NIGERIA #ENDSARS PROTESTS AND THE AFTERMATH

Position of Lawyers Alert

Lawyers Alert condemns in the strongest terms the use of live ammunition on protesters who were only armed with national flags and the national anthem and the consequent loss of lives of innocent and defenseless Nigerians in their prime. No lawful and democratic society condones extrajudicial killings in any form. Every person has a right to live and such a right cannot be taken away by anyone except in accordance with the law.

Lawyers Alert acknowledges the Constitutional Rights of citizens to embark on peaceful protests and it is in this light that we also strongly condemn the use of military personnel under any guise to quell protests within the civic space. The result can only be and has been fatalities.


We also condemn the degeneration of the protest into rioting. In Abuja alone, no fewer than 50 vehicles were razed. The same goes for Lagos where Media Houses, a Traditional Ruler’s Palace, Police Stations, a warehouse, and shopping malls were vandalized and in some instances burned. A number of Police Officers were also lynched. In Edo, there was the incident of a jailbreak where inmates were set free while Kano and Jos witnessed misguided reprisal attacks with a number of churches burned.
We acknowledge the rights of the citizenry to move freely and own property. These are fundamental rights that are inalienable.

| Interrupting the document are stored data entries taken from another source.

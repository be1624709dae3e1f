//! Attribution rewriting for the client-to-upstream command stream. A
//! COM_QUERY payload gains a trailing comment naming the authenticated user;
//! every other opcode passes through untouched, and responses flowing the
//! other way are never rewritten.
//!
//! This is a payload-only operation: the relay applies it to each logical
//! packet it decodes and re-frames the result through the packet writer,
//! which preserves the peer's sequence id and re-splits at the frame limit.

use crate::error::ProxyError;
use crate::protocol::mysql::constants::{CommandCode, MAX_PACKET_LENGTH};

const COMMENT_OPEN: &str = " /* user: ";
const COMMENT_CLOSE: &str = " */";

/// Appends the attribution comment to a COM_QUERY payload. `None` means the
/// payload is some other command and is to be forwarded as-is.
pub fn tag_com_query(payload: &[u8], username: &str) -> Result<Option<Vec<u8>>, ProxyError> {
    if payload.first() != Some(&(CommandCode::ComQuery as u8)) {
        return Ok(None);
    }
    let tagged_len =
        payload.len() + COMMENT_OPEN.len() + username.len() + COMMENT_CLOSE.len();
    if tagged_len > MAX_PACKET_LENGTH {
        return Err(ProxyError::OversizedRewrite(tagged_len));
    }
    let mut tagged = Vec::with_capacity(tagged_len);
    tagged.extend_from_slice(payload);
    tagged.extend_from_slice(COMMENT_OPEN.as_bytes());
    tagged.extend_from_slice(username.as_bytes());
    tagged.extend_from_slice(COMMENT_CLOSE.as_bytes());
    Ok(Some(tagged))
}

We note the genesis of the unfortunate happenings. Citizens, mainly the Youth commenced protests owing to killings and various human rights abuses against them by the men of the Police Force, particularly the special unit of the Special Anti-Robbery Squad, SARS. Their demands were the disbandment of SARS, identification and sanctioning of rogue officers, the release of the illegally detained, and compensation to victims or their families amongst others.

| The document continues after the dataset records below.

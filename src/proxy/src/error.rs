use std::io;

use thiserror::Error;

/// Failures that end a single proxy session. Startup failures (unreadable
/// credential files, bind errors) are reported with `anyhow` in the binary
/// instead; nothing here outlives the session that raised it.
#[derive(Debug, Error)]
pub enum ProxyError {
    #[error("upstream unreachable: {0}")]
    UpstreamUnreachable(#[source] io::Error),

    #[error("unsupported protocol version {0}; only protocol 10 is supported")]
    ProtocolUnsupported(u8),

    #[error("malformed frame: {0}")]
    FrameMalformed(&'static str),

    #[error("unknown user {0:?}")]
    UserUnknown(String),

    #[error("authentication mismatch for user {0:?}")]
    AuthMismatch(String),

    #[error("peer closed the connection mid-handshake")]
    Eof,

    #[error("query rewrite would grow the packet to {0} bytes")]
    OversizedRewrite(usize),

    #[error(transparent)]
    Io(#[from] io::Error),
}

The government did yield to these requests by disbanding SARS, setting up
Judicial Panels of Inquiry, and calling for negotiations. Owing to previous unkept promises by the government and the consequent lack of trust, youths shunned these measures, and continued the protest, leading to the present situation.

Recommendations
In light of the foregoing, Lawyers Alert recommends the following:

▪ The Federal Government should keep open its earlier invitation to the
Protesters to the negotiation table. The Protesters should accept the
government invitation to dialogue towards the realization of the demands
of the protesters and suspend the protests. Lawyers Alert recognizes the
lack of trust for government promises by the youth, which is justifiable
given past experiences. We however advise that timelines be set for the
delivery of every demand with responsible agency clearly defined. There is
no better time to do this than now.


▪ The National Assembly should conduct a hearing/investigation into what
transpired at the Lekki toll gate on 20/10/2020 that led to the loss of lives
owing to killings allegedly carried out by soldiers. This hearing should
unravel questions like who ordered soldiers to Lekki Toll Gate, the actual
number of lives lost, the identity of victims, and comprehensive sanctions
of any individual directly or indirectly connected to the incident.

▪ Lawyers Alert urges groups and persons to approach the Judicial Panels
of Inquiry to lay their grievance towards the identification of culpable SARS
officers for appropriate sanctions and the compensation of victims.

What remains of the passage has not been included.